The statutory authority of the Military Munitions Response Program extends only to decommissioned military training ranges and munitions disposal sites in the United States but not to operational ranges.171 Since the enactment of specific cleanup authorities for military facilities in the 1986 amendments to CERCLA, DOD has expressed long-standing concern that the carrying out of cleanup actions on an operational range could prevent or interrupt its active use for training and thereby possibly impair military readiness. So far, operational ranges have been subject to federal waste disposal regulations promulgated under the Solid Waste Disposal Act but not cleanup under CERCLA unless the contamination migrates off range. EPA promulgated these disposal regulations, referred to as the "Military Munitions Rule," in 1997.172 Under this rule, munitions on an operational range are not considered hazardous waste and therefore are not subject to hazardous waste disposal requirements under the Solid Waste Disposal Act until they are removed from the range. Upon removal, their disposal is subject to permit requirements for hazardous waste disposal.

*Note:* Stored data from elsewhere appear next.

use std::time::Duration;

use tracing::warn;

use super::AiClient;

pub const SEPARATOR: &str = "||";

pub const DEFAULT_SUGGESTIONS: [&str; 3] = [
    "What's your favorite movie?",
    "Do you have any pets?",
    "What's your dream job?",
];

pub const PROMPT: &str = "Create a list of three open-ended and engaging questions formatted \
as a single string. Each question should be separated by '||'. These questions are for an \
anonymous social messaging platform and should be suitable for a diverse audience. Avoid \
personal or sensitive topics, focusing instead on universal themes that encourage friendly \
interaction. For example: 'What's a hobby you've recently started?||If you could have dinner \
with any historical figure, who would it be?||What's a simple thing that makes you happy?'. \
Return only the questions.";

#[derive(Debug, Clone, PartialEq, Eq)]
pub enum Suggestions {
    Generated(Vec<String>),
    Default(Vec<String>),
}

impl Suggestions {
    pub fn defaults() -> Self {
        Suggestions::Default(DEFAULT_SUGGESTIONS.iter().map(|s| s.to_string()).collect())
    }

    pub fn source(&self) -> &'static str {
        match self {
            Suggestions::Generated(_) => "generated",
            Suggestions::Default(_) => "default",
        }
    }

    pub fn into_vec(self) -> Vec<String> {
        match self {
            Suggestions::Generated(v) | Suggestions::Default(v) => v,
        }
    }
}

pub fn parse_reply(reply: &str) -> Suggestions {
    let questions: Vec<String> = reply
        .split(SEPARATOR)
        .map(|q| q.trim().trim_matches(|c| c == '\'' || c == '"').trim().to_string())
        .filter(|q| !q.is_empty())
        .collect();
    if questions.is_empty() {
        return Suggestions::defaults();
    }
    Suggestions::Generated(questions)
}

pub async fn suggest(ai: &dyn AiClient, timeout: Duration) -> Suggestions {
    match tokio::time::timeout(timeout, ai.generate(PROMPT)).await {
        Ok(Ok(reply)) => parse_reply(&reply),
        Ok(Err(e)) => {
            warn!(error = %e, "ai suggestions failed");
            Suggestions::defaults()
        }
        Err(_) => {
            warn!(?timeout, "ai suggestions timed out");
            Suggestions::defaults()
        }
    }
}
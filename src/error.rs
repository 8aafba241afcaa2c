use axum::{
    http::StatusCode,
    response::{IntoResponse, Response},
    Json,
};
use serde::Serialize;
use thiserror::Error;
use tracing::error;

/// Body shared by every endpoint that answers with a flag and a message.
#[derive(Debug, Serialize)]
#[serde(rename_all = "camelCase")]
pub struct ApiResponse {
    pub success: bool,
    pub message: String,
}

impl ApiResponse {
    pub fn ok(message: impl Into<String>) -> Self {
        Self {
            success: true,
            message: message.into(),
        }
    }

    pub fn failure(message: impl Into<String>) -> Self {
        Self {
            success: false,
            message: message.into(),
        }
    }
}

#[derive(Debug, Error)]
pub enum AppError {
    #[error("{0}")]
    Validation(String),

    #[error("{0}")]
    NotFound(String),

    #[error("{0}")]
    Conflict(String),

    #[error("Verification code has expired, please request a new code")]
    Expired,

    #[error("Incorrect verification code")]
    Mismatch,

    #[error("User is not accepting messages")]
    NotAccepting,

    #[error("{0}")]
    Upstream(String),

    #[error("{0}")]
    Authentication(String),

    #[error(transparent)]
    Internal(#[from] anyhow::Error),
}

impl AppError {
    pub fn status(&self) -> StatusCode {
        match self {
            AppError::Validation(_) | AppError::Expired | AppError::Mismatch => {
                StatusCode::BAD_REQUEST
            }
            AppError::NotFound(_) => StatusCode::NOT_FOUND,
            AppError::Conflict(_) => StatusCode::CONFLICT,
            AppError::NotAccepting => StatusCode::FORBIDDEN,
            AppError::Upstream(_) => StatusCode::BAD_GATEWAY,
            AppError::Authentication(_) => StatusCode::UNAUTHORIZED,
            AppError::Internal(_) => StatusCode::INTERNAL_SERVER_ERROR,
        }
    }

    /// Message safe to show an end user. Internal details stay in the logs.
    pub fn public_message(&self) -> String {
        match self {
            AppError::Internal(_) => "Internal server error".to_string(),
            other => other.to_string(),
        }
    }
}

impl IntoResponse for AppError {
    fn into_response(self) -> Response {
        if let AppError::Internal(e) = &self {
            error!(error = %e, "request failed");
        }
        let status = self.status();
        (status, Json(ApiResponse::failure(self.public_message()))).into_response()
    }
}
use std::sync::Arc;

use anyhow::Context;
use async_trait::async_trait;
use uuid::Uuid;

use crate::db::Database;
use crate::users::repo_types::{IssuedOtp, Message, NewUser, UniqueViolation, User, UserCredentials};

/// Persistence for user records and their inboxes.
///
/// Every mutating method is a single statement against one user, so callers
/// get per-user atomicity without explicit transactions.
#[async_trait]
pub trait UserStore: Send + Sync {
    async fn find_by_id(&self, id: Uuid) -> anyhow::Result<Option<User>>;
    /// Prefers a verified holder when several records share the name.
    async fn find_by_username(&self, username: &str) -> anyhow::Result<Option<User>>;
    async fn find_by_email(&self, email: &str) -> anyhow::Result<Option<User>>;
    /// Looks up by email or username, for sign-in.
    async fn find_by_identifier(&self, identifier: &str) -> anyhow::Result<Option<User>>;

    async fn create_user(&self, new: NewUser) -> anyhow::Result<User>;
    /// Rewrites credentials and code of an unverified record. Returns false
    /// when the record is gone or got verified in the meantime.
    async fn overwrite_unverified(
        &self,
        id: Uuid,
        credentials: &UserCredentials,
        otp: &IssuedOtp,
    ) -> anyhow::Result<bool>;
    async fn set_verify_code(&self, id: Uuid, otp: &IssuedOtp) -> anyhow::Result<bool>;
    async fn mark_verified(&self, id: Uuid) -> anyhow::Result<bool>;

    async fn accepting_messages(&self, id: Uuid) -> anyhow::Result<Option<bool>>;
    async fn set_accepting_messages(&self, id: Uuid, value: bool) -> anyhow::Result<Option<bool>>;

    /// Appends only while the owner accepts messages; false otherwise.
    async fn append_message(&self, user_id: Uuid, message: &Message) -> anyhow::Result<bool>;
    /// Newest first; equal timestamps come back latest-inserted first.
    async fn list_messages(&self, user_id: Uuid) -> anyhow::Result<Vec<Message>>;
    async fn delete_message(&self, user_id: Uuid, message_id: Uuid) -> anyhow::Result<bool>;
}

const USER_COLUMNS: &str = "id, username, email, password_hash, verify_code, \
     verify_code_expiry, is_verified, is_accepting_messages, created_at";

pub struct PgUserStore {
    db: Arc<Database>,
}

impl PgUserStore {
    pub fn new(db: Arc<Database>) -> Self {
        Self { db }
    }
}

fn map_unique(err: sqlx::Error, what: &str) -> anyhow::Error {
    match &err {
        sqlx::Error::Database(db_err) if db_err.is_unique_violation() => {
            anyhow::Error::new(UniqueViolation(what.to_string()))
        }
        _ => anyhow::Error::new(err).context(what.to_string()),
    }
}

#[async_trait]
impl UserStore for PgUserStore {
    async fn find_by_id(&self, id: Uuid) -> anyhow::Result<Option<User>> {
        let pool = self.db.connect().await?;
        let user = sqlx::query_as::<_, User>(&format!(
            "SELECT {USER_COLUMNS} FROM users WHERE id = $1"
        ))
        .bind(id)
        .fetch_optional(pool)
        .await
        .context("find user by id")?;
        Ok(user)
    }

    async fn find_by_username(&self, username: &str) -> anyhow::Result<Option<User>> {
        let pool = self.db.connect().await?;
        let user = sqlx::query_as::<_, User>(&format!(
            r#"
            SELECT {USER_COLUMNS}
            FROM users
            WHERE username = $1
            ORDER BY is_verified DESC, created_at DESC
            LIMIT 1
            "#
        ))
        .bind(username)
        .fetch_optional(pool)
        .await
        .context("find user by username")?;
        Ok(user)
    }

    async fn find_by_email(&self, email: &str) -> anyhow::Result<Option<User>> {
        let pool = self.db.connect().await?;
        let user = sqlx::query_as::<_, User>(&format!(
            "SELECT {USER_COLUMNS} FROM users WHERE email = $1"
        ))
        .bind(email)
        .fetch_optional(pool)
        .await
        .context("find user by email")?;
        Ok(user)
    }

    async fn find_by_identifier(&self, identifier: &str) -> anyhow::Result<Option<User>> {
        let pool = self.db.connect().await?;
        let user = sqlx::query_as::<_, User>(&format!(
            r#"
            SELECT {USER_COLUMNS}
            FROM users
            WHERE email = $1 OR username = $1
            ORDER BY is_verified DESC, created_at DESC
            LIMIT 1
            "#
        ))
        .bind(identifier)
        .fetch_optional(pool)
        .await
        .context("find user by identifier")?;
        Ok(user)
    }

    async fn create_user(&self, new: NewUser) -> anyhow::Result<User> {
        let pool = self.db.connect().await?;
        let user = sqlx::query_as::<_, User>(&format!(
            r#"
            INSERT INTO users (id, username, email, password_hash, verify_code,
                               verify_code_expiry, is_verified, is_accepting_messages, created_at)
            VALUES ($1, $2, $3, $4, $5, $6, FALSE, TRUE, $7)
            RETURNING {USER_COLUMNS}
            "#
        ))
        .bind(Uuid::new_v4())
        .bind(&new.credentials.username)
        .bind(&new.credentials.email)
        .bind(&new.credentials.password_hash)
        .bind(&new.otp.code)
        .bind(new.otp.expires_at)
        .bind(new.created_at)
        .fetch_one(pool)
        .await
        .map_err(|e| map_unique(e, "create user"))?;
        Ok(user)
    }

    async fn overwrite_unverified(
        &self,
        id: Uuid,
        credentials: &UserCredentials,
        otp: &IssuedOtp,
    ) -> anyhow::Result<bool> {
        let pool = self.db.connect().await?;
        let res = sqlx::query(
            r#"
            UPDATE users
               SET username = $2, email = $3, password_hash = $4,
                   verify_code = $5, verify_code_expiry = $6
             WHERE id = $1 AND NOT is_verified
            "#,
        )
        .bind(id)
        .bind(&credentials.username)
        .bind(&credentials.email)
        .bind(&credentials.password_hash)
        .bind(&otp.code)
        .bind(otp.expires_at)
        .execute(pool)
        .await
        .map_err(|e| map_unique(e, "overwrite unverified user"))?;
        Ok(res.rows_affected() > 0)
    }

    async fn set_verify_code(&self, id: Uuid, otp: &IssuedOtp) -> anyhow::Result<bool> {
        let pool = self.db.connect().await?;
        let res = sqlx::query(
            r#"
            UPDATE users
               SET verify_code = $2, verify_code_expiry = $3
             WHERE id = $1 AND NOT is_verified
            "#,
        )
        .bind(id)
        .bind(&otp.code)
        .bind(otp.expires_at)
        .execute(pool)
        .await
        .context("set verify code")?;
        Ok(res.rows_affected() > 0)
    }

    async fn mark_verified(&self, id: Uuid) -> anyhow::Result<bool> {
        let pool = self.db.connect().await?;
        let res = sqlx::query("UPDATE users SET is_verified = TRUE WHERE id = $1 AND NOT is_verified")
            .bind(id)
            .execute(pool)
            .await
            .map_err(|e| map_unique(e, "mark user verified"))?;
        Ok(res.rows_affected() > 0)
    }

    async fn accepting_messages(&self, id: Uuid) -> anyhow::Result<Option<bool>> {
        let pool = self.db.connect().await?;
        let flag = sqlx::query_scalar::<_, bool>(
            "SELECT is_accepting_messages FROM users WHERE id = $1",
        )
        .bind(id)
        .fetch_optional(pool)
        .await
        .context("read accepting flag")?;
        Ok(flag)
    }

    async fn set_accepting_messages(&self, id: Uuid, value: bool) -> anyhow::Result<Option<bool>> {
        let pool = self.db.connect().await?;
        let flag = sqlx::query_scalar::<_, bool>(
            r#"
            UPDATE users SET is_accepting_messages = $2
             WHERE id = $1
            RETURNING is_accepting_messages
            "#,
        )
        .bind(id)
        .bind(value)
        .fetch_optional(pool)
        .await
        .context("write accepting flag")?;
        Ok(flag)
    }

    async fn append_message(&self, user_id: Uuid, message: &Message) -> anyhow::Result<bool> {
        let pool = self.db.connect().await?;
        let res = sqlx::query(
            r#"
            INSERT INTO messages (id, user_id, content, created_at)
            SELECT $1, id, $3, $4
              FROM users
             WHERE id = $2 AND is_accepting_messages
            "#,
        )
        .bind(message.id)
        .bind(user_id)
        .bind(&message.content)
        .bind(message.created_at)
        .execute(pool)
        .await
        .context("append message")?;
        Ok(res.rows_affected() > 0)
    }

    async fn list_messages(&self, user_id: Uuid) -> anyhow::Result<Vec<Message>> {
        let pool = self.db.connect().await?;
        let rows = sqlx::query_as::<_, Message>(
            r#"
            SELECT id, content, created_at
              FROM messages
             WHERE user_id = $1
             ORDER BY created_at DESC, seq DESC
            "#,
        )
        .bind(user_id)
        .fetch_all(pool)
        .await
        .context("list messages")?;
        Ok(rows)
    }

    async fn delete_message(&self, user_id: Uuid, message_id: Uuid) -> anyhow::Result<bool> {
        let pool = self.db.connect().await?;
        let res = sqlx::query("DELETE FROM messages WHERE id = $1 AND user_id = $2")
            .bind(message_id)
            .bind(user_id)
            .execute(pool)
            .await
            .context("delete message")?;
        Ok(res.rows_affected() > 0)
    }
}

Munitions typically are removed from an operational range only to the extent necessary to ensure safe access by military personnel for training purposes. Consequently, much of the munitions may remain on an operational range indefinitely unless contamination from munitions were to migrate off range and present a risk of exposure. In such situations, removal of munitions could be pursued to eliminate the source of the contamination. Absent off-range migration, munitions generally may be left on a range as long as the range remains in operational status. In such circumstances, cleanup of the munitions typically is not required until the range is closed; the range then becomes eligible for cleanup under the Military Munitions Response Program.

National Security Exemption

Although Section 120 of CERCLA clarified the applicability of the statute to federal facilities, Section 120(j) authorized the President to exempt an individual federal facility from a requirement of CERCLA on a case-by-case basis if the exemption would be necessary to protect national security.173 This exemption is intended to prevent situations in which a federal facility may become unavailable for purposes essential to protecting national security if carrying out a specific cleanup action somehow may interfere with those purposes. Section 120(j) specifically authorizes the President to exempt an individual facility administered by DOD or DOE from compliance with a requirement of CERCLA if the President deems such an exemption necessary to protect national security.

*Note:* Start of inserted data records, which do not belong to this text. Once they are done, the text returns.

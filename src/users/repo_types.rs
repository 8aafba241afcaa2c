use serde::{Deserialize, Serialize};
use sqlx::FromRow;
use time::OffsetDateTime;
use uuid::Uuid;

/// User record in the database.
#[derive(Debug, Clone, Serialize, Deserialize, FromRow)]
pub struct User {
    pub id: Uuid,
    pub username: String,
    pub email: String,
    #[serde(skip_serializing)]
    pub password_hash: String,          // argon2 PHC string
    #[serde(skip_serializing)]
    pub verify_code: String,
    #[serde(skip_serializing)]
    pub verify_code_expiry: OffsetDateTime,
    pub is_verified: bool,
    pub is_accepting_messages: bool,
    pub created_at: OffsetDateTime,
}

/// One anonymous message in a user's inbox. Carries nothing about the sender.
#[derive(Debug, Clone, PartialEq, Eq, Serialize, Deserialize, FromRow)]
#[serde(rename_all = "camelCase")]
pub struct Message {
    pub id: Uuid,
    pub content: String,
    #[serde(with = "time::serde::rfc3339")]
    pub created_at: OffsetDateTime,
}

/// A verification code and the instant it stops being valid.
#[derive(Debug, Clone, PartialEq, Eq)]
pub struct IssuedOtp {
    pub code: String,
    pub expires_at: OffsetDateTime,
}

/// Username, email and password hash written together on create or reissue.
#[derive(Debug, Clone)]
pub struct UserCredentials {
    pub username: String,
    pub email: String,
    pub password_hash: String,
}

#[derive(Debug, Clone)]
pub struct NewUser {
    pub credentials: UserCredentials,
    pub otp: IssuedOtp,
    pub created_at: OffsetDateTime,
}

/// Raised by stores when a write would break a uniqueness rule
/// (email, or username among verified accounts).
#[derive(Debug, thiserror::Error)]
#[error("unique constraint violated: {0}")]
pub struct UniqueViolation(pub String);
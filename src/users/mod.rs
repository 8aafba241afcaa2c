#[cfg(test)]
pub mod memory;
pub mod repo;
pub mod repo_types;
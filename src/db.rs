use anyhow::Context;
use sqlx::{postgres::PgPoolOptions, PgPool};
use tokio::sync::OnceCell;
use tracing::{debug, info};

/// Owns the Postgres pool. `connect` may be called any number of times;
/// only the first call opens connections.
pub struct Database {
    url: String,
    max_connections: u32,
    pool: OnceCell<PgPool>,
}

impl Database {
    pub fn new(url: impl Into<String>) -> Self {
        Self {
            url: url.into(),
            max_connections: 10,
            pool: OnceCell::new(),
        }
    }

    /// Wraps a pool that is already open.
    #[cfg(test)]
    pub fn from_pool(pool: PgPool) -> Self {
        Self {
            url: String::new(),
            max_connections: 10,
            pool: OnceCell::new_with(Some(pool)),
        }
    }

    pub async fn connect(&self) -> anyhow::Result<&PgPool> {
        if let Some(pool) = self.pool.get() {
            debug!("database already connected");
            return Ok(pool);
        }
        self.pool
            .get_or_try_init(|| async {
                let pool = PgPoolOptions::new()
                    .max_connections(self.max_connections)
                    .connect(&self.url)
                    .await
                    .context("connect to database")?;
                info!("database connected");
                Ok(pool)
            })
            .await
    }

    pub async fn migrate(&self) -> anyhow::Result<()> {
        let pool = self.connect().await?;
        sqlx::migrate!("./migrations")
            .run(pool)
            .await
            .context("run migrations")?;
        Ok(())
    }

    pub fn is_connected(&self) -> bool {
        self.pool.initialized()
    }
}
use lazy_static::lazy_static;
use regex::Regex;

pub const USERNAME_MIN: usize = 2;
pub const USERNAME_MAX: usize = 20;
pub const PASSWORD_MIN: usize = 6;
pub const OTP_LENGTH: usize = 6;

lazy_static! {
    static ref USERNAME_RE: Regex = Regex::new(r"^[a-zA-Z0-9_]+$").unwrap();
    static ref EMAIL_RE: Regex = Regex::new(r"^[^@\s]+@[^@\s]+\.[^@\s]+$").unwrap();
}

/// Every rule the username breaks, in a stable order. Empty means valid.
pub fn username_errors(username: &str) -> Vec<&'static str> {
    let len = username.chars().count();
    let mut errors = Vec::new();
    if len < USERNAME_MIN {
        errors.push("username must be at least 2 characters");
    }
    if len > USERNAME_MAX {
        errors.push("username must be at most 20 characters");
    }
    if !USERNAME_RE.is_match(username) {
        errors.push("Username must not contain special characters");
    }
    errors
}

pub fn is_valid_email(email: &str) -> bool {
    EMAIL_RE.is_match(email)
}

pub fn normalize_email(email: &str) -> String {
    email.trim().to_lowercase()
}

pub fn is_well_formed_code(code: &str) -> bool {
    code.len() == OTP_LENGTH && code.bytes().all(|b| b.is_ascii_digit())
}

The President must notify Congress within 30 days of the issuance of an exemption and explain the reason for it. The time period of an exemption initially is limited to one year, but the President may renew it annually with notification to Congress. To date, a national security exemption under CERCLA has not been invoked at any facility of DOD or DOE. Instead, contaminated facilities of both departments have been made subject to the cleanup requirements of CERCLA.

Brownfields Properties

In 1993, EPA established an element within the Superfund program to assist communities with the cleanup of certain lower risk sites that did not warrant placement on the NPL but at which cleanup was desired to encourage economic redevelopment. The purpose of the program was to provide federal financial assistance for the cleanup of properties referred to as "brownfields." These properties typically are abandoned, idled, or underutilized, and known or suspected contamination on these properties is perceived as a deterrent to redevelopment by prospective purchasers who may be hesitant about becoming liable for cleanup once acquiring ownership.

EPA initially used Superfund appropriations to provide seed monies to communities in the form of grants and loans to aid them in financing certain types of cleanup actions. Although there was broad support for this effort, some questioned EPA's authority under CERCLA to use Superfund monies for the cleanup of these lower risk sites that were not listed on the NPL and that did not appear to warrant emergency removal actions under the Superfund program. Still, in the annual appropriations process, Congress set aside funding for brownfields cleanup assistance within the Superfund account for several years without specifically amending CERCLA for this purpose.

In the 107th Congress, Subtitle A and Subtitle C of Title II of the Small Business Liability Relief and Brownfields Revitalization Act amended CERCLA to provide explicit statutory authority for EPA to administer a Brownfields program separately from the Superfund program. The Brownfields Act authorized appropriations for this new program apart from appropriations for the Superfund account.174 There had been some concern about the diversion of Superfund appropriations away from addressing the greater human health and environmental risks at NPL sites. Still, the portion of Superfund appropriations that had been spent on the cleanup of brownfields properties was relatively small compared to the total appropriation.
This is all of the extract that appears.